“Brescia è casa, grazie a tutti”. Con queste ultime emozionanti parole finisce l’avventura dell’albese Amedeo Della Valle con la “sua” Germani Brescia, al termine di cinque stagioni ricche di soddisfazioni. Un addio certamente non voluto ma dettato dalla vendita del titolo sportivo da parte dei lombardi a favore della nuova, ricca e forte società Maxima Roma.
Il figlio d’arte lascia i Leoni portando con sé ricordi indelebili, tra cui spicca la storica vittoria della Coppa Italia 2023 (la prima per la compagine bresciana) in una Final Eight giocata al PalaAlpitour di Torino e coronata dai 26 punti di ADV nella finale contro la fortissima Virtus Bologna, torneo in cui fu anche eletto MVP.
Tra i risultati di spessore si ricordano inoltre la finale Scudetto 2024/25, la finale di Supercoppa 2023/24, le semifinali Scudetto del 2023/24 e l'ultima, recente semifinale del 2025/26 (chiusasi in Gara-4 contro l'Olimpia Milano), oltre a numerosi titoli individuali (tra tutti quello di miglior giocatore della LBA 2021/22) e tante altre grandi soddisfazioni.

Il 33enne di Alba, in virtù del passaggio dei contratti dalla Germani alla Maxima Roma, sarebbe apparso quasi automaticamente nel roster della società capitolina. Secondo alcune indiscrezioni, però, Della Valle avrebbe declinato l’offerta romana diventando di fatto un pezzo pregiato del mercato estivo.

Resta quindi da capire quale sarà il futuro del piemontese con diverse realtà italiane già interessate: tra le più quotate ci sarebbe la Pallacanestro Reggiana, per lui si tratterebbe di un clamoroso ritorno dopo aver già vestito la canotta emiliana per cinque annate dal 2013 al 2018. Tra gli altri nomi caldi spuntano Derthona, Varese, Cantù, Udine e Verona.

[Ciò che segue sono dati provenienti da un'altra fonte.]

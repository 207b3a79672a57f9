use std::collections::HashMap;
use std::sync::{Arc, RwLock};

use indexmap::IndexMap;

use crate::metadata::{AnnotationMetadata, AnnotationValue, MemberValue};
use crate::reflection::ElementId;

/// Cache key for resolved metadata: a single element, or a composite for
/// member-within-owner cases (a parameter of a method, a field of a class)
/// where the member id alone is not unique.
#[derive(Debug, Clone, PartialEq, Eq, Hash)]
pub enum MetadataKey {
    Element(ElementId),
    Composite { owner: ElementId, member: ElementId },
}

impl MetadataKey {
    pub fn element(id: impl Into<ElementId>) -> Self {
        MetadataKey::Element(id.into())
    }

    pub fn composite(owner: impl Into<ElementId>, member: impl Into<ElementId>) -> Self {
        MetadataKey::Composite {
            owner: owner.into(),
            member: member.into(),
        }
    }
}

/// Cache entry wrapping resolved metadata plus a flag recording whether a
/// later compiler pass mutated it after construction.
#[derive(Debug, Clone)]
pub struct CachedMetadata {
    pub metadata: Arc<AnnotationMetadata>,
    pub mutated: bool,
}

/// State shared across one compilation session: the default-value cache,
/// the per-element (possibly mutated) metadata cache, and the
/// added-stereotypes side table fed by the mutation API.
///
/// A host build system may drive several compilation units in parallel
/// against one session, so every map is lock-guarded. Lookups and inserts
/// are deliberately separate operations rather than an atomic
/// compute-if-absent: resolving one key can reentrantly consult the same
/// cache, and a benign duplicate computation beats a lock cycle. First
/// insert wins.
#[derive(Debug, Default)]
pub struct MetadataSession {
    defaults: RwLock<HashMap<String, IndexMap<String, MemberValue>>>,
    mutated: RwLock<HashMap<MetadataKey, CachedMetadata>>,
    added_stereotypes: RwLock<HashMap<String, Vec<AnnotationValue>>>,
}

impl MetadataSession {
    pub fn new() -> Self {
        Self::default()
    }

    /// Resolved defaults for an annotation type, if previously recorded.
    /// An empty map is a valid recorded state and is returned as a hit.
    pub fn defaults_of(&self, annotation_type: &str) -> Option<IndexMap<String, MemberValue>> {
        self.defaults
            .read()
            .ok()
            .and_then(|map| map.get(annotation_type).cloned())
    }

    /// Record computed defaults. If another resolution raced us to it, the
    /// earlier record is kept and returned.
    pub fn record_defaults(
        &self,
        annotation_type: &str,
        defaults: IndexMap<String, MemberValue>,
    ) -> IndexMap<String, MemberValue> {
        if let Ok(mut map) = self.defaults.write() {
            return map
                .entry(annotation_type.to_owned())
                .or_insert(defaults)
                .clone();
        }
        defaults
    }

    pub fn lookup(&self, key: &MetadataKey) -> Option<Arc<AnnotationMetadata>> {
        self.mutated
            .read()
            .ok()
            .and_then(|map| map.get(key).map(|entry| entry.metadata.clone()))
    }

    /// Insert freshly built metadata unless the key is already present;
    /// returns whichever entry won.
    pub fn insert_if_absent(
        &self,
        key: MetadataKey,
        metadata: Arc<AnnotationMetadata>,
    ) -> Arc<AnnotationMetadata> {
        if let Ok(mut map) = self.mutated.write() {
            return map
                .entry(key)
                .or_insert(CachedMetadata {
                    metadata,
                    mutated: false,
                })
                .metadata
                .clone();
        }
        metadata
    }

    /// Replace a cache entry after a post-construction mutation, marking it
    /// dirty.
    pub fn update(&self, key: &MetadataKey, metadata: Arc<AnnotationMetadata>) {
        if let Ok(mut map) = self.mutated.write() {
            map.insert(
                key.clone(),
                CachedMetadata {
                    metadata,
                    mutated: true,
                },
            );
        }
    }

    pub fn is_mutated(&self, key: &MetadataKey) -> bool {
        self.mutated
            .read()
            .ok()
            .and_then(|map| map.get(key).map(|entry| entry.mutated))
            .unwrap_or(false)
    }

    pub fn record_added_stereotype(&self, annotation_type: &str, value: AnnotationValue) {
        if let Ok(mut map) = self.added_stereotypes.write() {
            map.entry(annotation_type.to_owned()).or_default().push(value);
        }
    }

    /// Values annotated onto `annotation_type` after the fact; folded in as
    /// stereotypes whenever that type is expanded in a later resolution.
    pub fn added_stereotypes_of(&self, annotation_type: &str) -> Vec<AnnotationValue> {
        self.added_stereotypes
            .read()
            .ok()
            .and_then(|map| map.get(annotation_type).cloned())
            .unwrap_or_default()
    }

    /// Start a compilation cycle. Per-element metadata from a previous
    /// cycle must not leak into this one.
    pub fn begin_cycle(&self) {
        self.clear_mutated();
    }

    /// End a compilation cycle, releasing everything the cycle accumulated.
    pub fn end_cycle(&self) {
        self.clear_caches();
    }

    pub fn clear_mutated(&self) {
        if let Ok(mut map) = self.mutated.write() {
            map.clear();
        }
    }

    pub fn clear_mutated_key(&self, key: &MetadataKey) {
        if let Ok(mut map) = self.mutated.write() {
            map.remove(key);
        }
    }

    pub fn clear_caches(&self) {
        self.clear_mutated();
        if let Ok(mut map) = self.defaults.write() {
            map.clear();
        }
        if let Ok(mut map) = self.added_stereotypes.write() {
            map.clear();
        }
    }
}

Sembrerebbe, attualmente, meno probabile un trasferimento all’estero da parte del cuneese.

Nel frattempo, i Leoni ripartiranno probabilmente dalla Serie B Nazionale, attraverso il titolo sportivo di Nocera.

Questo il lungo messaggio d’addio di Amedeo Della Valle alla “sua” Brescia:
“Cara Brescia, cari Bresciani: eccoci qua, da dove posso iniziare? È vero, per qualcuno sono solo 5 anni, per me però sono 5 anni di emozioni. Sono arrivato in città come un quasi sconosciuto. C’era una grande passione per la pallacanestro, che però negli ultimi anni è letteralmente esplosa. Sono grato per l’opportunità che mi è stata data di venire a giocare a Brescia. Come in tutte le cose nuove all’inizio ci vuole tempo per conoscersi, per legarsi e per volersi bene. Perché diciamolo, all’inizio Brescia non è semplice: ti guarda, ti osserva e poi ti lascia entrare. Il nostro legame, con il tempo, è diventato sempre più forte. Nel corso degli anni mi sono sentito un supereroe a girare in città. Il livello di affetto che ho ricevuto è stato più di qualsiasi cosa mi potessi immaginare. È difficile spiegarvelo. Insieme abbiamo raggiunto risultati di squadra e individuali che rimarranno scritti nella storia.

Abbiamo infranto tutti i record passati, abbiamo portato il nome della città fieramente in tutta Italia. Ho avuto la fortuna di diventare capitano per la prima volta in carriera. Essere il vostro capitano è stato un orgoglio, una responsabilità, un sogno. Brescia mi ha regalato delle relazioni umane incredibili, che mi porterò dietro per tutta la vita. Mi sento molto fortunato. Spero possiate sostenermi anche con un’altra maglia, come hanno fatto tanti tifosi di altre squadre in cui ho avuto la fortuna di giocare. Diciamolo, so che il concetto di per sempre è quasi impossibile nella vita; la vita è imprevedibile, ma sarò sincero, a questo giro ci avevo quasi creduto. Spero mi abbiate apprezzato con la stessa intensità con cui io ho apprezzato voi e la vostra città. Grazie per il sostegno, per gli abbracci, per le belle parole nei momenti difficili. Vivere di emozioni è fantastico. Vi porto nel mio cuore, sento che questo sia solo un arrivederci e continueremo a vederci in città. Brescia è casa, grazie a tutti”.